"We are under contract to deliver ten thousand bales at Wilmington to our agent," Vincent replied. "As for tobacco, we expect to sell all we can raise to the Yankee generals. We have already begun negotiations with some of your commanders who are too good Yankees to miss the main chance."

"You're not in earnest?" Jack cried, aghast.

"As earnest as a maid with her first love."

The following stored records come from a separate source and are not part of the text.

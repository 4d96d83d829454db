//! Event creation.

use crate::environment::SyncEnvironment;
use crate::error::SyncError;
use crate::mutation::{MUTATION_TIMEOUT, Pending, RequestId, reject, request_id, settle};
use crate::types::{Event, EventCategory, EventDraft, wire_time};
use chrono::NaiveDate;
use gather_core::effect::Effect;
use gather_core::reducer::Reducer;
use gather_core::remote::{Selection, Table};
use gather_core::{SmallVec, smallvec};
use gather_runtime::store::Store;
use serde_json::{Value, json};
use std::str::FromStr;

const SIGN_IN_REQUIRED: &str = "You must be signed in to create an event";

fn required<'a>(value: &'a str, message: &str) -> Result<&'a str, SyncError> {
    let value = value.trim();
    if value.is_empty() {
        Err(SyncError::validation(message))
    } else {
        Ok(value)
    }
}

/// Largest capacity the `events.max_attendees` integer column holds
pub const MAX_ATTENDEES: i64 = 2_147_483_647;

/// Check `draft` and build the row to insert for `organizer_id`
///
/// # Errors
///
/// Returns [`SyncError::Validation`] naming the first problem found.
pub fn event_row(draft: &EventDraft, organizer_id: &str, today: NaiveDate) -> Result<Value, SyncError> {
    let title = required(&draft.title, "Title is required")?;
    let description = required(&draft.description, "Description is required")?;
    let date = draft.date.ok_or_else(|| SyncError::validation("Date is required"))?;
    let time = draft.time.ok_or_else(|| SyncError::validation("Time is required"))?;
    let location = required(&draft.location, "Location is required")?;
    let category = EventCategory::from_str(required(&draft.category, "Category is required")?)?;

    if date < today {
        return Err(SyncError::validation("Event date cannot be in the past"));
    }
    let max_attendees = match draft.max_attendees {
        Some(n) if n <= 0 => {
            return Err(SyncError::validation("Max attendees must be a positive number"));
        },
        Some(n) if n > MAX_ATTENDEES => {
            return Err(SyncError::validation(format!(
                "Max attendees cannot exceed {MAX_ATTENDEES}"
            )));
        },
        Some(n) => json!(n),
        None => Value::Null,
    };
    let image_url = match draft.image_url.trim() {
        "" => Value::Null,
        url => json!(url),
    };

    Ok(json!({
        "title": title,
        "description": description,
        "date": date.to_string(),
        "time": time.format(wire_time::FORMAT).to_string(),
        "location": location,
        "category": category.as_str(),
        "max_attendees": max_attendees,
        "image_url": image_url,
        "organizer_id": organizer_id,
    }))
}

/// State of the creation form
#[derive(Clone, Debug, Default, PartialEq, Eq)]
pub struct CreateEventState {
    /// Submissions in flight
    pub pending: Pending,
    /// Last event created from this form
    pub created: Option<Event>,
    /// Message of the last failure
    pub last_error: Option<String>,
}

/// Inputs of the creation form
#[derive(Clone, Debug, PartialEq, Eq)]
pub enum CreateEventAction {
    /// Submit the form
    Submit {
        /// Correlation id
        request_id: RequestId,
        /// Form contents
        draft: EventDraft,
    },
    /// `Submit` finished
    Created {
        /// Correlation id
        request_id: RequestId,
        /// The new event, or the failure
        result: Result<Event, SyncError>,
    },
}

/// Reducer of the creation form
#[derive(Clone, Debug, Default)]
pub struct CreateEventReducer;

impl CreateEventReducer {
    /// Creates a new `CreateEventReducer`
    #[must_use]
    pub const fn new() -> Self {
        Self
    }
}

impl Reducer for CreateEventReducer {
    type State = CreateEventState;
    type Action = CreateEventAction;
    type Environment = SyncEnvironment;

    fn reduce(
        &self,
        state: &mut Self::State,
        action: Self::Action,
        env: &Self::Environment,
    ) -> SmallVec<[Effect<Self::Action>; 4]> {
        match action {
            CreateEventAction::Submit { request_id, draft } => {
                state.pending.start(request_id);
                let done = move |result: Result<Event, SyncError>| CreateEventAction::Created {
                    request_id,
                    result,
                };

                let Some(user_id) = env.session.user_id() else {
                    return smallvec![reject(
                        env.notices.clone(),
                        SyncError::unauthenticated(SIGN_IN_REQUIRED),
                        done,
                    )];
                };
                let row = match event_row(&draft, &user_id, env.clock.today()) {
                    Ok(row) => row,
                    Err(e) => return smallvec![reject(env.notices.clone(), e, done)],
                };

                tracing::info!(organizer_id = %user_id, title = %draft.title.trim(), "Creating event");
                let client = env.client.clone();

                smallvec![settle(
                    env.notices.clone(),
                    async move {
                        let row = client.insert(Table::Events, row, Selection::all()).await?;
                        Ok::<_, SyncError>(Event::from_row(row)?)
                    },
                    |_| "Event created successfully!".to_string(),
                    done,
                )]
            },

            CreateEventAction::Created { request_id, result } => {
                state.pending.finish(&request_id);
                match result {
                    Ok(event) => {
                        tracing::info!(event_id = %event.id, "Event created");
                        state.created = Some(event);
                        state.last_error = None;
                    },
                    Err(e) => state.last_error = Some(e.to_string()),
                }
                SmallVec::new()
            },
        }
    }
}

/// The event creation form
#[derive(Clone)]
pub struct CreateEventView {
    store: Store<CreateEventState, CreateEventAction, SyncEnvironment, CreateEventReducer>,
}

impl CreateEventView {
    /// Create the form
    #[must_use]
    pub fn new(env: SyncEnvironment) -> Self {
        Self {
            store: Store::new(CreateEventState::default(), CreateEventReducer::new(), env),
        }
    }

    /// Submit `draft` as the signed-in user
    ///
    /// # Errors
    ///
    /// - [`SyncError::Unauthenticated`]: nobody is signed in
    /// - [`SyncError::Validation`]: the draft is incomplete or invalid
    /// - [`SyncError::Remote`]: the insert was rejected
    pub async fn create_event(&self, draft: EventDraft) -> Result<Event, SyncError> {
        let id = request_id();
        let settled = self
            .store
            .send_and_wait_for(
                CreateEventAction::Submit { request_id: id, draft },
                |a| matches!(a, CreateEventAction::Created { request_id, .. } if *request_id == id),
                MUTATION_TIMEOUT,
            )
            .await?;
        match settled {
            CreateEventAction::Created { result, .. } => result,
            other => Err(SyncError::Unavailable(format!("Unexpected result: {other:?}"))),
        }
    }

    /// Whether a submission is in flight
    pub async fn loading(&self) -> bool {
        self.store.state(|s| s.pending.is_loading()).await
    }
}

impl std::fmt::Debug for CreateEventView {
    fn fmt(&self, f: &mut std::fmt::Formatter<'_>) -> std::fmt::Result {
        f.debug_struct("CreateEventView").finish_non_exhaustive()
    }
}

"But who—who—is the miscreant that degrades his cause by such traffic?"

"Oh, if you wait until you learn from me, you'll never be a dangerous accuser. I learn in letters from friends in the West that all the cotton crop has been contracted for by men either in the Northern army or high in the confidence of the Administration. You see, Jack, we are not the Arcadian simpletons you think us. This war is to be paid for out of Northern pockets, any way you look at it. We've got cotton and tobacco, you must have both; you've got money, we must have that. What we don't sell to you we'll send to England."

All at the table had listened absorbedly to this strange revelation, and
Jack rose from the table shocked and discouraged.

Olympia seated herself at the piano, and, slipping out, as he supposed, unseen, Jack strolled off into the fragrant alleys of oleander and laurel. Dick, however, was at his heels. The two continued on in silence, Dick trolling along, switching the bugs from the pink blossoms that filled the air with an enervating odor.

"I say. Jack, I've found out something."

"What have you found out, you young conspirator?"

"Wesley Boone's trying to get the negroes to help him off."